Lefevere secures Evenepoel's stay at Deceuninck-QuickStep with a family handshake

Deceuninck-QuickStep manager Patrick Lefevere has moved quickly to tie Remco Evenepoel to his team for the long-term future, claiming the prodigious young Belgian will likely stay with Lefevere’s team until 2023. The 19-year-old won the Clasica San Sebastian last Saturday and then the European time trial title on Thursday, surprising even his biggest admirers, who have compared him to Eddy Merckx.

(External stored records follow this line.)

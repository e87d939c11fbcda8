pub mod series;

pub use series::{CostResult, EoqResult, ForecastPoint, RawValue};
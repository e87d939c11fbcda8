pub mod historical_store;

pub use historical_store::{HistoricalStore, SeaOrmHistoricalStore};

Lefevere has built the future of Deceuninck-QuickStep around Julian Alaphilippe, letting Elia Viviani and Philippe Gilbert go. He signed Evenepoel directly from the junior ranks, securing his signature last summer before Evenepoel won the junior time trial and road race titles. Now he is confident about securing Evenepoel for the long-term future.

"He will stay with us until 2021 with an option until 2023," Lefevere told Het Nieuwsblad and Het Laatste Nieuws. "His father and I arranged that with a handshake.

"To be clear: Remco had a contract until 2020. I went to Monaco with his parents on Monday to explore the possibilities [of Evenepoel living there]. His father and I shook hands with the approval of Remco. As far as I am concerned, his contract has now been extended, certainly until 2021 with the option for 2022 and 2023. A handshake is binding for me and I believe for the Evenepoel family too."

Evenepoel does not have an agent, and Lefevere knew he had to move quickly to avoid other teams tempting the young Belgian away.

"It's obvious that if you win San Sebastian and then become European time trial champion at the age of 19, then vultures are flying everywhere. They want a piece of cake, but I hope they’re late," he said.

Lefevere knows Evenepoel well, but the young rider's recent success has surprised the wily Belgian manager.

"He surprised me the most in San Sebastian. That is a very hard race, and the riders from the Tour normally have the better legs there,” he said. "But he still rode away from Valverde and the others on the flat. Everyone thought he would crack on the last hill, but that he dropped his breakaway companion [Toms Skujiņš of Trek-Segafredo] and won. Even at my age I was surprised.

"Alkmaar was different. I thought that if he had recovered well, he'd finish in the top five or top three, but winning is something else. It wasn't a perfect course for him; it was flat and fairly short at 22km, but if you are in top form, you can do everything."

Evenepoel is likely to move from his family home in Belgium, with Andorra another possible location.

"Andorra isn’t as sexy as Monaco but you sleep at an altitude of 1,800 or 1,900 meters, which means that you have to do less altitude training," Lefereve said, seemingly keen to keep his new star away from the glitz of Monaco on the Mediterranean coast.